Proalbionbaatar Temporal range: Upper Jurassic PreꞒ Ꞓ O S D C P T J K Pg N

Scientific classification
- Domain: Eukaryota
- Kingdom: Animalia
- Phylum: Chordata
- Class: Mammalia
- Order: †Multituberculata
- Family: †Albionbaataridae
- Genus: †Proalbionbaatar
- Species: †P. plagiocyrtus
- Binomial name: †Proalbionbaatar plagiocyrtus Hahn G. & Hahn R., 1998

= Proalbionbaatar =

- Genus: Proalbionbaatar
- Species: plagiocyrtus
- Authority: Hahn G. & Hahn R., 1998

Species of mammal

Proalbionbaatar is a small mammal from the Upper Jurassic of Guimarota, Portugal. It's the most derived member of the order Multituberculata known from that locality, and shared the world with the much larger dinosaurs.
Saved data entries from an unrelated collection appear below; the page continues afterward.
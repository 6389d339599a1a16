//! Resolving the owning object from the cluster.

use kube::{
	api::{Api, DynamicObject},
	Client,
};
use thiserror::Error;
use tracing::instrument;

use super::{
	discovery::{gvk_from_api_version, ApiResourceCache, DiscoveryError},
	ResourceScope,
};
use crate::owner::{OwnerError, OwningResource};

#[derive(Debug, Error)]
pub enum FetchOwnerError {
	#[error(transparent)]
	Discovery(#[from] DiscoveryError),

	#[error("{kind}/{name} is namespaced, but no namespace was given for it")]
	MissingNamespace { kind: String, name: String },

	#[error("fetching owner {kind}/{name}")]
	Fetch {
		kind: String,
		name: String,
		#[source]
		source: Box<kube::Error>,
	},

	#[error(transparent)]
	Owner(#[from] OwnerError),
}

/// Read the owner object from the cluster so its UID can be referenced.
#[instrument(skip(client, cache))]
pub async fn fetch_owner(
	client: &Client,
	cache: &ApiResourceCache,
	api_version: &str,
	kind: &str,
	name: &str,
	namespace: Option<&str>,
) -> Result<OwningResource, FetchOwnerError> {
	let gvk = gvk_from_api_version(api_version, kind);
	let discovered = cache.resolve(client, &gvk).await?;

	let api: Api<DynamicObject> = match discovered.scope {
		ResourceScope::Namespaced => {
			let ns = namespace.ok_or_else(|| FetchOwnerError::MissingNamespace {
				kind: kind.to_string(),
				name: name.to_string(),
			})?;
			Api::namespaced_with(client.clone(), ns, &discovered.api_resource)
		}
		ResourceScope::ClusterWide => Api::all_with(client.clone(), &discovered.api_resource),
	};

	let mut obj = api.get(name).await.map_err(|e| FetchOwnerError::Fetch {
		kind: kind.to_string(),
		name: name.to_string(),
		source: Box::new(e),
	})?;

	// Objects read back from the API may omit their type meta.
	if obj.types.is_none() {
		obj.types = Some(kube::core::TypeMeta {
			api_version: api_version.to_string(),
			kind: kind.to_string(),
		});
	}

	let owner = OwningResource::from_dynamic(&obj)?;
	tracing::debug!(uid = ?owner.uid, "resolved owner");
	Ok(owner)
}
//! Collects manifests from many source files and applies them as one batch.
//!
//! Documents are registered under a source key (usually the file path they
//! were read from), either verbatim or as a template plus the data to render
//! it with. [`Builder::apply_all`] renders every template first, then hands
//! each resulting document to an [`Applier`] together with the target
//! namespace and the shared owner.

use std::{collections::BTreeMap, error::Error as StdError};

use thiserror::Error;
use tracing::{debug, instrument};

use crate::{
	applier::Applier,
	document::YamlDocument,
	owner::OwningResource,
	template::{render_template, RenderError, TemplateData},
};

/// Errors that abort a build pass.
#[derive(Debug, Error)]
pub enum BuildError {
	#[error(transparent)]
	Render(#[from] RenderError),

	#[error("failed to apply resources from file {key}")]
	Apply {
		key: String,
		#[source]
		source: Box<dyn StdError + Send + Sync>,
	},
}

impl BuildError {
	/// Source key of the document that caused the failure.
	pub fn key(&self) -> &str {
		match self {
			Self::Render(err) => err.key(),
			Self::Apply { key, .. } => key,
		}
	}
}

/// A template body together with the data used to render it.
#[derive(Debug, Clone, PartialEq, Eq)]
pub struct TemplateEntry {
	pub body: YamlDocument,
	pub data: TemplateData,
}

/// Accumulates raw and templated manifests and the owner they are applied under.
///
/// Keys are iterated in lexicographic order, both when rendering and when
/// dispatching, so a batch always applies in the same order. A key present in
/// both the raw and the template mapping is applied once, using the rendered
/// template.
#[derive(Debug, Clone, Default)]
pub struct Builder {
	resources: BTreeMap<String, YamlDocument>,
	templates: BTreeMap<String, TemplateEntry>,
	owner: Option<OwningResource>,
}

impl Builder {
	pub fn new() -> Self {
		Self::default()
	}

	/// Register a manifest to be applied as-is.
	pub fn add_yaml_resource(
		&mut self,
		key: impl Into<String>,
		doc: impl Into<YamlDocument>,
	) -> &mut Self {
		self.resources.insert(key.into(), doc.into());
		self
	}

	/// Builder-style method to register a manifest to be applied as-is.
	pub fn with_yaml_resource(mut self, key: impl Into<String>, doc: impl Into<YamlDocument>) -> Self {
		self.add_yaml_resource(key, doc);
		self
	}

	/// Register a template, rendered with `data` before it is applied.
	pub fn add_template(
		&mut self,
		key: impl Into<String>,
		body: impl Into<YamlDocument>,
		data: impl Into<TemplateData>,
	) -> &mut Self {
		self.templates.insert(
			key.into(),
			TemplateEntry {
				body: body.into(),
				data: data.into(),
			},
		);
		self
	}

	/// Builder-style method to register a template.
	pub fn with_template(
		mut self,
		key: impl Into<String>,
		body: impl Into<YamlDocument>,
		data: impl Into<TemplateData>,
	) -> Self {
		self.add_template(key, body, data);
		self
	}

	/// Set the owner attached to every applied object, replacing any previous one.
	pub fn set_owner(&mut self, owner: OwningResource) -> &mut Self {
		self.owner = Some(owner);
		self
	}

	/// Builder-style method to set the owner.
	pub fn with_owner(mut self, owner: OwningResource) -> Self {
		self.set_owner(owner);
		self
	}

	/// Keys of the merged batch, in dispatch order.
	pub fn keys(&self) -> impl Iterator<Item = &str> {
		let mut keys: Vec<&str> = self
			.resources
			.keys()
			.chain(self.templates.keys())
			.map(String::as_str)
			.collect();
		keys.sort_unstable();
		keys.dedup();
		keys.into_iter()
	}

	/// Number of documents a build pass would apply.
	pub fn len(&self) -> usize {
		self.resources.len()
			+ self
				.templates
				.keys()
				.filter(|key| !self.resources.contains_key(*key))
				.count()
	}

	pub fn is_empty(&self) -> bool {
		self.resources.is_empty() && self.templates.is_empty()
	}

	/// Render all templates and merge them with the raw manifests.
	///
	/// Stops at the first template (in key order) that fails to render.
	#[instrument(skip_all, fields(templates = self.templates.len()))]
	pub fn render_all(&self) -> Result<BTreeMap<String, YamlDocument>, RenderError> {
		let mut documents = self.resources.clone();
		for (key, entry) in &self.templates {
			debug!(key = %key, "rendering template");
			let rendered = render_template(key, entry.body.as_bytes(), &entry.data)?;
			documents.insert(key.clone(), rendered);
		}
		Ok(documents)
	}

	/// Render every template, then apply the whole batch into `namespace`.
	///
	/// Nothing is applied if any template fails to render. Dispatch is
	/// sequential and stops at the first apply error; documents applied before
	/// the failure stay applied.
	#[instrument(skip_all, fields(namespace = %namespace, documents = self.len()))]
	pub async fn apply_all<A: Applier>(
		&self,
		applier: &A,
		namespace: &str,
	) -> Result<(), BuildError> {
		let documents = self.render_all()?;

		debug!(
			owner = ?self.owner.as_ref().map(|o| format!("{}/{}", o.kind, o.name)),
			"dispatching documents"
		);
		for (key, doc) in &documents {
			debug!(key = %key, "applying document");
			applier
				.apply(doc, namespace, self.owner.as_ref())
				.await
				.map_err(|e| BuildError::Apply {
					key: key.clone(),
					source: Box::new(e),
				})?;
		}

		debug!(applied = documents.len(), "all documents applied");
		Ok(())
	}
}

#[cfg(test)]
mod tests {
	use assert_matches::assert_matches;
	use indoc::indoc;

	use super::*;
	use crate::test_utils::RecordingApplier;

	const TEST_FILE_1: &str = "/dir/file1.yaml";
	const TEST_FILE_2: &str = "/dir/file2.yaml";
	const TEST_FILE_3: &str = "/dir/file3.yaml";
	const TEST_NAMESPACE: &str = "le-namespace";

	const MULTI_DOC_YAML: &str = indoc! {"
		apiVersion: v1
		kind: ServiceAccount
		metadata:
		  name: le-service-account
		---
		apiVersion: v1
		kind: ConfigMap
		metadata:
		  name: le-config
		data:
		  key: value
	"};

	const MULTI_DOC_YAML_TEMPLATE: &str = indoc! {"
		apiVersion: v1
		kind: ServiceAccount
		metadata:
		  name: le-service-account
		  namespace: {{ .Namespace }}
		---
		apiVersion: v1
		kind: ConfigMap
		metadata:
		  name: le-config
		  namespace: {{ .Namespace }}
	"};

	fn namespace_data(namespace: &str) -> TemplateData {
		TemplateData::from([("Namespace", namespace)])
	}

	fn owner() -> OwningResource {
		OwningResource::new("v1", "ServiceAccount", "le-service-account")
			.with_namespace(TEST_NAMESPACE)
	}

	#[test]
	fn test_with_yaml_resource_single() {
		let sut = Builder::new().with_yaml_resource(TEST_FILE_1, MULTI_DOC_YAML);

		assert_eq!(
			sut.resources.get(TEST_FILE_1),
			Some(&YamlDocument::from(MULTI_DOC_YAML))
		);
		assert!(sut.templates.is_empty());
	}

	#[test]
	fn test_with_yaml_resource_distinguishes_files() {
		let sut = Builder::new()
			.with_yaml_resource(TEST_FILE_1, MULTI_DOC_YAML)
			.with_yaml_resource(TEST_FILE_2, MULTI_DOC_YAML_TEMPLATE);

		assert_eq!(sut.resources.len(), 2);
		assert_eq!(
			sut.resources.get(TEST_FILE_1),
			Some(&YamlDocument::from(MULTI_DOC_YAML))
		);
		assert_eq!(
			sut.resources.get(TEST_FILE_2),
			Some(&YamlDocument::from(MULTI_DOC_YAML_TEMPLATE))
		);
	}

	#[test]
	fn test_with_yaml_resource_overwrites_same_key() {
		let mut sut = Builder::new();
		sut.add_yaml_resource(TEST_FILE_1, "first")
			.add_yaml_resource(TEST_FILE_1, "second");

		assert_eq!(sut.resources.len(), 1);
		assert_eq!(
			sut.resources.get(TEST_FILE_1),
			Some(&YamlDocument::from("second"))
		);
	}

	#[test]
	fn test_with_template_single() {
		let sut = Builder::new().with_template(
			TEST_FILE_2,
			MULTI_DOC_YAML_TEMPLATE,
			namespace_data(TEST_NAMESPACE),
		);

		let entry = sut.templates.get(TEST_FILE_2).unwrap();
		assert_eq!(entry.body, YamlDocument::from(MULTI_DOC_YAML_TEMPLATE));
		assert_eq!(entry.data, namespace_data(TEST_NAMESPACE));
		assert!(sut.resources.is_empty());
	}

	#[test]
	fn test_with_template_maintains_two_entries() {
		let sut = Builder::new()
			.with_template(TEST_FILE_1, MULTI_DOC_YAML_TEMPLATE, namespace_data(TEST_NAMESPACE))
			.with_template(TEST_FILE_2, MULTI_DOC_YAML_TEMPLATE, namespace_data("hello-world"));

		assert_eq!(sut.templates.len(), 2);
		assert_eq!(
			sut.templates.get(TEST_FILE_1).unwrap().data,
			namespace_data(TEST_NAMESPACE)
		);
		assert_eq!(
			sut.templates.get(TEST_FILE_2).unwrap().data,
			namespace_data("hello-world")
		);
	}

	#[test]
	fn test_with_template_overwrites_same_key() {
		let sut = Builder::new()
			.with_template(TEST_FILE_1, "a: {{ .Namespace }}", namespace_data("first"))
			.with_template(TEST_FILE_1, "b: {{ .Namespace }}", namespace_data("second"));

		assert_eq!(sut.templates.len(), 1);
		let entry = sut.templates.get(TEST_FILE_1).unwrap();
		assert_eq!(entry.body, YamlDocument::from("b: {{ .Namespace }}"));
		assert_eq!(entry.data, namespace_data("second"));
	}

	#[test]
	fn test_with_owner() {
		let sut = Builder::new().with_owner(owner());
		assert_eq!(sut.owner, Some(owner()));
	}

	#[test]
	fn test_with_owner_last_wins() {
		let other = OwningResource::new("apps/v1", "Deployment", "le-deployment");
		let sut = Builder::new().with_owner(owner()).with_owner(other.clone());
		assert_eq!(sut.owner, Some(other));
	}

	#[test]
	fn test_keys_and_len_merge_duplicates() {
		let sut = Builder::new()
			.with_yaml_resource(TEST_FILE_2, MULTI_DOC_YAML)
			.with_yaml_resource(TEST_FILE_1, MULTI_DOC_YAML)
			.with_template(TEST_FILE_1, MULTI_DOC_YAML_TEMPLATE, namespace_data(TEST_NAMESPACE))
			.with_template(TEST_FILE_3, MULTI_DOC_YAML_TEMPLATE, namespace_data(TEST_NAMESPACE));

		assert_eq!(
			sut.keys().collect::<Vec<_>>(),
			vec![TEST_FILE_1, TEST_FILE_2, TEST_FILE_3]
		);
		assert_eq!(sut.len(), 3);
		assert!(!sut.is_empty());
		assert!(Builder::new().is_empty());
	}

	#[test]
	fn test_render_all_template_wins_over_raw() {
		let sut = Builder::new()
			.with_yaml_resource(TEST_FILE_1, "raw")
			.with_template(TEST_FILE_1, "ns: {{ .Namespace }}", namespace_data(TEST_NAMESPACE));

		let documents = sut.render_all().unwrap();

		assert_eq!(documents.len(), 1);
		assert_eq!(
			documents.get(TEST_FILE_1),
			Some(&YamlDocument::from("ns: le-namespace"))
		);
	}

	#[tokio::test]
	async fn test_apply_all_dispatches_raw_and_rendered() {
		let applier = RecordingApplier::new();
		let sut = Builder::new()
			.with_yaml_resource(TEST_FILE_1, MULTI_DOC_YAML)
			.with_template(TEST_FILE_2, MULTI_DOC_YAML_TEMPLATE, namespace_data(TEST_NAMESPACE))
			.with_owner(owner());

		sut.apply_all(&applier, TEST_NAMESPACE).await.unwrap();

		let calls = applier.calls();
		assert_eq!(calls.len(), 2);
		for call in &calls {
			assert_eq!(call.namespace, TEST_NAMESPACE);
			assert_eq!(call.owner, Some(owner()));
		}
		assert_eq!(calls[0].doc, YamlDocument::from(MULTI_DOC_YAML));
		assert_eq!(
			calls[1].doc,
			YamlDocument::from(MULTI_DOC_YAML_TEMPLATE.replace("{{ .Namespace }}", TEST_NAMESPACE))
		);
	}

	#[tokio::test]
	async fn test_apply_all_without_owner() {
		let applier = RecordingApplier::new();
		let sut = Builder::new()
			.with_yaml_resource(TEST_FILE_1, MULTI_DOC_YAML)
			.with_yaml_resource(TEST_FILE_2, MULTI_DOC_YAML);

		sut.apply_all(&applier, TEST_NAMESPACE).await.unwrap();

		let calls = applier.calls();
		assert_eq!(calls.len(), 2);
		assert!(calls.iter().all(|call| call.owner.is_none()));
	}

	#[tokio::test]
	async fn test_apply_all_render_error_applies_nothing() {
		let applier = RecordingApplier::new();
		let sut = Builder::new()
			.with_yaml_resource(TEST_FILE_1, MULTI_DOC_YAML)
			.with_template(TEST_FILE_2, "hello {{ .Namespace ", namespace_data(TEST_NAMESPACE))
			.with_template(TEST_FILE_3, MULTI_DOC_YAML_TEMPLATE, namespace_data(TEST_NAMESPACE));

		let err = sut.apply_all(&applier, TEST_NAMESPACE).await.unwrap_err();

		assert_matches!(err, BuildError::Render(RenderError::Parse { .. }));
		assert_eq!(err.key(), TEST_FILE_2);
		assert_eq!(
			err.to_string(),
			"failed to parse template for file /dir/file2.yaml: template: t:1: unclosed action"
		);
		assert!(applier.calls().is_empty());
	}

	#[tokio::test]
	async fn test_apply_all_stops_at_first_apply_error() {
		let applier = RecordingApplier::failing_on(0, "connection refused");
		let sut = Builder::new()
			.with_yaml_resource(TEST_FILE_1, MULTI_DOC_YAML)
			.with_yaml_resource(TEST_FILE_2, MULTI_DOC_YAML)
			.with_yaml_resource(TEST_FILE_3, MULTI_DOC_YAML);

		let err = sut.apply_all(&applier, TEST_NAMESPACE).await.unwrap_err();

		assert_eq!(applier.calls().len(), 1);
		assert_matches!(err, BuildError::Apply { ref key, .. } if key == TEST_FILE_1);
		assert_eq!(
			err.to_string(),
			"failed to apply resources from file /dir/file1.yaml"
		);
		assert_eq!(
			StdError::source(&err).map(ToString::to_string).as_deref(),
			Some("connection refused")
		);
	}

	#[tokio::test]
	async fn test_apply_all_keeps_prefix_applied() {
		let applier = RecordingApplier::failing_on(1, "forbidden");
		let sut = Builder::new()
			.with_yaml_resource(TEST_FILE_1, "one")
			.with_yaml_resource(TEST_FILE_2, "two")
			.with_yaml_resource(TEST_FILE_3, "three");

		let err = sut.apply_all(&applier, TEST_NAMESPACE).await.unwrap_err();

		assert_eq!(err.key(), TEST_FILE_2);
		let applied: Vec<_> = applier.calls().into_iter().map(|c| c.doc).collect();
		assert_eq!(applied, vec![YamlDocument::from("one"), YamlDocument::from("two")]);
	}

	#[tokio::test]
	async fn test_apply_all_is_repeatable() {
		let applier = RecordingApplier::new();
		let sut = Builder::new()
			.with_template(TEST_FILE_1, "ns: {{ .Namespace }}", namespace_data(TEST_NAMESPACE));

		sut.apply_all(&applier, TEST_NAMESPACE).await.unwrap();
		sut.apply_all(&applier, TEST_NAMESPACE).await.unwrap();

		let calls = applier.calls();
		assert_eq!(calls.len(), 2);
		assert_eq!(calls[0], calls[1]);
	}
}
It lies within the suborder "Plagiaulacida" and family Albionbaataridae.

The genus Proalbionbaatar was named by Hahn G. and Hahn R. in 1998, based on a single species. The name refers to it being both earlier and more basal than Albionbaatar, a broadly similar form known from the Lower Cretaceous of Dorset, England.

The species Proalbionbaatar plagiocyrtus was named by Hahn G. and Hahn R. in 1998. Fossil remains are known from the Kimmeridgian (Upper Jurassic)-age strata of Guimarota, Portugal. Remains are presently restricted to two isolated upper molars, which are smaller than the corresponding teeth of paulchoffatiids (Paulchoffatiidae is the best represented multi group from Guimarota). These teeth also have more cusps, which are arranged in two rows. (Hahn & Hahn 2000, p. 106).